[The data]

========================

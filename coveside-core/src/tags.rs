//! Tag extraction: normalise raw records into comparable attribute sets.
//!
//! Extraction is the single normalisation boundary for classification data.
//! Absent fields become empty sets, duplicate ids collapse, and every
//! downstream component receives only fully-normalised values. Each distinct
//! shared id therefore counts exactly once toward a per-match weight, even if
//! an upstream join delivered it twice.
//!
//! Extraction is total: it cannot fail and borrows from the source record
//! rather than copying tag strings.

use std::collections::BTreeSet;

use crate::{ContentItem, Property};

/// Normalised classification attributes of a blog post.
///
/// # Examples
/// ```
/// use coveside_core::{ContentItem, ContentTags};
///
/// let post = ContentItem::new("p-1", "Title", "title")
///     .with_audiences(["families", "families", "couples"]);
/// let tags = ContentTags::of(&post);
///
/// assert_eq!(tags.audiences.len(), 2);
/// assert!(tags.category.is_none());
/// ```
#[derive(Debug, Clone, PartialEq, Eq)]
pub struct ContentTags<'a> {
    /// Category identifier, when classified.
    pub category: Option<&'a str>,
    /// Deduplicated audience ids.
    pub audiences: BTreeSet<&'a str>,
    /// Deduplicated season ids.
    pub seasons: BTreeSet<&'a str>,
}

impl<'a> ContentTags<'a> {
    /// Extract the comparable attribute sets of a post.
    #[must_use]
    pub fn of(item: &'a ContentItem) -> Self {
        Self {
            category: item.category_id.as_deref(),
            audiences: id_set(&item.audience_ids),
            seasons: id_set(&item.season_ids),
        }
    }
}

/// Normalised matching attributes of a rental property.
#[derive(Debug, Clone, PartialEq)]
pub struct PropertyTags<'a> {
    /// Deduplicated location tags.
    pub locations: BTreeSet<&'a str>,
    /// Deduplicated feature tags.
    pub features: BTreeSet<&'a str>,
    /// Deduplicated nearby activities.
    pub activities: BTreeSet<&'a str>,
    /// Travel time from the town focus point, in minutes.
    pub distance_from_town: f64,
}

impl<'a> PropertyTags<'a> {
    /// Extract the comparable attribute sets of a property.
    #[must_use]
    pub fn of(property: &'a Property) -> Self {
        Self {
            locations: id_set(&property.location_tags),
            features: id_set(&property.feature_tags),
            activities: id_set(&property.nearby_activities),
            distance_from_town: property.distance_from_town,
        }
    }
}

fn id_set(ids: &[String]) -> BTreeSet<&str> {
    ids.iter().map(String::as_str).collect()
}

========================

[Task prompt] If the string "derive" is in a line of the entries, pick that line out.

[Answer space]
#[derive(Debug, Clone, PartialEq, Eq)]
#[derive(Debug, Clone, PartialEq)]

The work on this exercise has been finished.